Still using the same platform. The idea is to use responsive design rather
than different UI frameworks.

Disclosure: I work at Microsoft.

------
beders
Please, don't Apple. A Mac is a different device with a very very very
different user interface - in the sense of how users are interfacing with it.
I don't need ANY of the UIKit interface elements on my Mac.

It's like Write Once Run Anywhere all over again. Instead, go back and focus
on what made OS X so great. Because High Sierra ain't it.

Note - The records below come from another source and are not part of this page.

//! # Rooms
//!
//! Measured rooms and the ordered list that owns them.
//!
//! [`RoomList`] is the only place a room's derived values change. Every
//! mutation goes through it, so two invariants hold after every call:
//!
//! - `area_sqft == max(0, width * length + Σ add parts − Σ subtract parts)`,
//!   recomputed from scratch on each dimension or part change
//! - `position` equals the room's 1-based index in the list
//!
//! ## Example
//!
//! ```rust
//! use survey_core::rooms::{NewRoomPart, RoomEdit, RoomList};
//!
//! let mut rooms = RoomList::new();
//! let id = rooms.add();
//! rooms.update(id, RoomEdit::Width(5.0)).unwrap();
//! rooms.update(id, RoomEdit::Length(4.0)).unwrap();
//! rooms.add_part(id, NewRoomPart::add("Bay window", 3.0, 1.0)).unwrap();
//! rooms.add_part(id, NewRoomPart::subtract("Chimney", 2.0, 1.0)).unwrap();
//!
//! assert_eq!(rooms.get(id).unwrap().area_sqft, 21.0);
//! ```

pub mod parts;

pub use parts::{NewRoomPart, PartKind, PartTemplate, RoomPart};

use std::collections::HashSet;

use serde::{Deserialize, Serialize};
use tracing::debug;
use uuid::Uuid;

use crate::errors::{SurveyError, SurveyResult};
use crate::materials::{FlooringMaterial, WallMaterial};
use crate::units::{Feet, SqFt};

/// Default ceiling height for new rooms (ft)
pub const DEFAULT_CEILING_HEIGHT_FT: f64 = 8.0;

/// Room usage categories
#[derive(Debug, Clone, Copy, PartialEq, Eq, Hash, Serialize, Deserialize)]
#[serde(rename_all = "kebab-case")]
pub enum RoomType {
    LivingRoom,
    Bedroom,
    Kitchen,
    Bathroom,
    Office,
    Garage,
    Other,
}

impl RoomType {
    /// All room types for UI selection
    pub const ALL: [RoomType; 7] = [
        RoomType::LivingRoom,
        RoomType::Bedroom,
        RoomType::Kitchen,
        RoomType::Bathroom,
        RoomType::Office,
        RoomType::Garage,
        RoomType::Other,
    ];

    /// Parse from common string representations
    pub fn from_str_flexible(s: &str) -> SurveyResult<Self> {
        match s.trim().to_lowercase().replace([' ', '_'], "-").as_str() {
            "living-room" | "living" | "lounge" => Ok(RoomType::LivingRoom),
            "bedroom" | "bed" => Ok(RoomType::Bedroom),
            "kitchen" => Ok(RoomType::Kitchen),
            "bathroom" | "bath" => Ok(RoomType::Bathroom),
            "office" | "study" => Ok(RoomType::Office),
            "garage" => Ok(RoomType::Garage),
            "other" => Ok(RoomType::Other),
            _ => Err(SurveyError::invalid_input("room_type", s, "Unknown room type")),
        }
    }

    /// Get display name
    pub fn display_name(&self) -> &'static str {
        match self {
            RoomType::LivingRoom => "Living Room",
            RoomType::Bedroom => "Bedroom",
            RoomType::Kitchen => "Kitchen",
            RoomType::Bathroom => "Bathroom",
            RoomType::Office => "Office",
            RoomType::Garage => "Garage",
            RoomType::Other => "Other",
        }
    }
}

impl std::fmt::Display for RoomType {
    fn fmt(&self, f: &mut std::fmt::Formatter<'_>) -> std::fmt::Result {
        write!(f, "{}", self.display_name())
    }
}

/// Floor plan outline. Display only; area always comes from width × length.
#[derive(Debug, Clone, Copy, PartialEq, Eq, Hash, Serialize, Deserialize, Default)]
#[serde(rename_all = "kebab-case")]
pub enum RoomShape {
    #[default]
    Rectangular,
    Square,
    LShaped,
    Irregular,
}

impl RoomShape {
    /// Get display name
    pub fn display_name(&self) -> &'static str {
        match self {
            RoomShape::Rectangular => "Rectangular",
            RoomShape::Square => "Square",
            RoomShape::LShaped => "L-Shaped",
            RoomShape::Irregular => "Irregular",
        }
    }
}

/// A measured room
#[derive(Debug, Clone, PartialEq, Serialize, Deserialize)]
pub struct Room {
    pub id: Uuid,
    /// 1-based position in the room list
    pub position: u32,
    pub name: String,
    pub room_type: Option<RoomType>,
    pub width_ft: f64,
    pub length_ft: f64,
    /// Derived, see module docs
    pub area_sqft: f64,
    pub flooring: Option<FlooringMaterial>,
    pub walls: Option<WallMaterial>,
    #[serde(default)]
    pub shape: RoomShape,
    #[serde(default = "default_ceiling_height")]
    pub ceiling_height_ft: f64,
    #[serde(default)]
    pub notes: String,
    #[serde(default)]
    pub parts: Vec<RoomPart>,
}

fn default_ceiling_height() -> f64 {
    DEFAULT_CEILING_HEIGHT_FT
}

impl Room {
    /// A blank room: zero dimensions, nothing selected
    fn blank(position: u32) -> Self {
        Room {
            id: Uuid::new_v4(),
            position,
            name: String::new(),
            room_type: None,
            width_ft: 0.0,
            length_ft: 0.0,
            area_sqft: 0.0,
            flooring: None,
            walls: None,
            shape: RoomShape::default(),
            ceiling_height_ft: DEFAULT_CEILING_HEIGHT_FT,
            notes: String::new(),
            parts: Vec::new(),
        }
    }

    /// Floor area before part adjustments
    pub fn base_area(&self) -> SqFt {
        Feet(self.width_ft) * Feet(self.length_ft)
    }

    /// Floor area including part adjustments
    pub fn area(&self) -> SqFt {
        SqFt(self.area_sqft)
    }

    /// Display label: the room name, or "Room N" while unnamed
    pub fn label(&self) -> String {
        if self.name.trim().is_empty() {
            format!("Room {}", self.position)
        } else {
            self.name.clone()
        }
    }

    /// Recompute `area_sqft` from the dimensions and all parts.
    fn recompute_area(&mut self) {
        let total = self
            .parts
            .iter()
            .fold(self.base_area(), |sum, part| sum + part.signed_area());
        self.area_sqft = total.value().max(0.0);
    }

    fn apply(&mut self, edit: RoomEdit) -> SurveyResult<()> {
        match edit {
            RoomEdit::Name(name) => self.name = name,
            RoomEdit::RoomType(room_type) => self.room_type = room_type,
            RoomEdit::Width(width) => {
                self.width_ft = check_dimension("width_ft", width)?;
                self.recompute_area();
            }
            RoomEdit::Length(length) => {
                self.length_ft = check_dimension("length_ft", length)?;
                self.recompute_area();
            }
            RoomEdit::Flooring(flooring) => self.flooring = flooring,
            RoomEdit::Walls(walls) => self.walls = walls,
            RoomEdit::Shape(shape) => self.shape = shape,
            RoomEdit::CeilingHeight(height) => {
                self.ceiling_height_ft = check_dimension("ceiling_height_ft", height)?;
            }
            RoomEdit::Notes(notes) => self.notes = notes,
        }
        Ok(())
    }
}

fn check_dimension(field: &str, value: f64) -> SurveyResult<f64> {
    if !value.is_finite() || value < 0.0 {
        return Err(SurveyError::invalid_input(
            field,
            value.to_string(),
            "Dimensions must be zero or greater",
        ));
    }
    Ok(value)
}

/// A single-field change to a room
#[derive(Debug, Clone, PartialEq, Serialize, Deserialize)]
pub enum RoomEdit {
    Name(String),
    RoomType(Option<RoomType>),
    Width(f64),
    Length(f64),
    Flooring(Option<FlooringMaterial>),
    Walls(Option<WallMaterial>),
    Shape(RoomShape),
    CeilingHeight(f64),
    Notes(String),
}

impl RoomEdit {
    /// The validation field this edit touches (see [`crate::validation`])
    pub fn field(&self) -> &'static str {
        match self {
            RoomEdit::Name(_) => "name",
            RoomEdit::RoomType(_) => "room_type",
            RoomEdit::Width(_) => "width",
            RoomEdit::Length(_) => "length",
            RoomEdit::Flooring(_) => "flooring",
            RoomEdit::Walls(_) => "walls",
            RoomEdit::Shape(_) => "shape",
            RoomEdit::CeilingHeight(_) => "ceiling_height",
            RoomEdit::Notes(_) => "notes",
        }
    }
}

/// Ordered list of rooms. Order is insertion order and is display-significant.
#[derive(Debug, Clone, PartialEq, Default, Serialize, Deserialize)]
#[serde(try_from = "Vec<Room>", into = "Vec<Room>")]
pub struct RoomList {
    rooms: Vec<Room>,
}

impl RoomList {
    /// Create an empty list
    pub fn new() -> Self {
        RoomList::default()
    }

    /// Append a blank room and return its id
    pub fn add(&mut self) -> Uuid {
        let room = Room::blank(self.rooms.len() as u32 + 1);
        let id = room.id;
        self.rooms.push(room);
        debug!(%id, count = self.rooms.len(), "room added");
        id
    }

    /// Apply one field change. Width and length changes recompute area.
    pub fn update(&mut self, id: Uuid, edit: RoomEdit) -> SurveyResult<()> {
        debug!(%id, field = edit.field(), "room updated");
        self.get_mut(id)?.apply(edit)
    }

    /// Remove a room. Later rooms move up and are renumbered.
    pub fn remove(&mut self, id: Uuid) -> SurveyResult<Room> {
        let index = self
            .index_of(id)
            .ok_or_else(|| SurveyError::not_found("Room", id))?;
        let removed = self.rooms.remove(index);
        self.renumber();
        debug!(%id, count = self.rooms.len(), "room removed");
        Ok(removed)
    }

    /// Add a part to a room and recompute the room's area
    pub fn add_part(&mut self, room_id: Uuid, request: NewRoomPart) -> SurveyResult<Uuid> {
        let room = self.get_mut(room_id)?;
        let part = RoomPart::create(request)?;
        let part_id = part.id;
        room.parts.push(part);
        room.recompute_area();
        debug!(%room_id, %part_id, area = room.area_sqft, "room part added");
        Ok(part_id)
    }

    /// Remove a part from a room and recompute the room's area
    pub fn remove_part(&mut self, room_id: Uuid, part_id: Uuid) -> SurveyResult<RoomPart> {
        let room = self.get_mut(room_id)?;
        let index = room
            .parts
            .iter()
            .position(|p| p.id == part_id)
            .ok_or_else(|| SurveyError::not_found("Room part", part_id))?;
        let removed = room.parts.remove(index);
        room.recompute_area();
        debug!(%room_id, %part_id, area = room.area_sqft, "room part removed");
        Ok(removed)
    }

    /// Look up a room by id
    pub fn get(&self, id: Uuid) -> Option<&Room> {
        self.rooms.iter().find(|r| r.id == id)
    }

    fn get_mut(&mut self, id: Uuid) -> SurveyResult<&mut Room> {
        self.rooms
            .iter_mut()
            .find(|r| r.id == id)
            .ok_or_else(|| SurveyError::not_found("Room", id))
    }

    /// 0-based index of a room
    pub fn index_of(&self, id: Uuid) -> Option<usize> {
        self.rooms.iter().position(|r| r.id == id)
    }

    /// Room at a 1-based position, as shown to the user
    pub fn at_position(&self, position: usize) -> Option<&Room> {
        position.checked_sub(1).and_then(|i| self.rooms.get(i))
    }

    /// Rooms in display order
    pub fn as_slice(&self) -> &[Room] {
        &self.rooms
    }

    /// Iterate in display order
    pub fn iter(&self) -> std::slice::Iter<'_, Room> {
        self.rooms.iter()
    }

    /// Number of rooms
    pub fn len(&self) -> usize {
        self.rooms.len()
    }

    /// Whether the list is empty
    pub fn is_empty(&self) -> bool {
        self.rooms.is_empty()
    }

    /// Sum of all room areas
    pub fn total_area(&self) -> SqFt {
        self.rooms.iter().fold(SqFt(0.0), |sum, room| sum + room.area())
    }

    fn renumber(&mut self) {
        for (index, room) in self.rooms.iter_mut().enumerate() {
            room.position = index as u32 + 1;
        }
    }
}

impl TryFrom<Vec<Room>> for RoomList {
    type Error = SurveyError;

    /// Check loaded rooms the way edits are checked, then rebuild areas and
    /// positions from the dimensions.
    fn try_from(mut rooms: Vec<Room>) -> SurveyResult<Self> {
        let mut seen = HashSet::new();
        for room in &mut rooms {
            if !seen.insert(room.id) {
                return Err(SurveyError::invalid_input(
                    "rooms.id",
                    room.id.to_string(),
                    "Duplicate room id",
                ));
            }
            check_dimension("width_ft", room.width_ft)?;
            check_dimension("length_ft", room.length_ft)?;
            check_dimension("ceiling_height_ft", room.ceiling_height_ft)?;
            for part in &mut room.parts {
                part.revalidate()?;
            }
            room.recompute_area();
        }

        let mut list = RoomList { rooms };
        list.renumber();
        Ok(list)
    }
}

impl From<RoomList> for Vec<Room> {
    fn from(list: RoomList) -> Self {
        list.rooms
    }
}

impl<'a> IntoIterator for &'a RoomList {
    type Item = &'a Room;
    type IntoIter = std::slice::Iter<'a, Room>;

    fn into_iter(self) -> Self::IntoIter {
        self.rooms.iter()
    }
}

It's bad enough that a viewer of hypertext documents is now the common 'app'
platform, I don't need or want a unified UI kit.

------
evadne
It would be interesting to compare this to
[https://github.com/BigZaphod/Chameleon](https://github.com/BigZaphod/Chameleon)
which came out of the Iconfactory in 2011:

“Chameleon requires OS X 10.6 or higher. Apps built with it have been proven
to be acceptable to Apple for the Mac App Store. Chameleon was first built by
The Iconfactory to unify the codebase of Twitterrific for both Mac and iOS.”

Frameworks with iOS/macOS targets have long existed and it is proven possible
to have events routed in UIKit style. I however fear that the merging of user
experiences will come at the detriment of the Mac experience.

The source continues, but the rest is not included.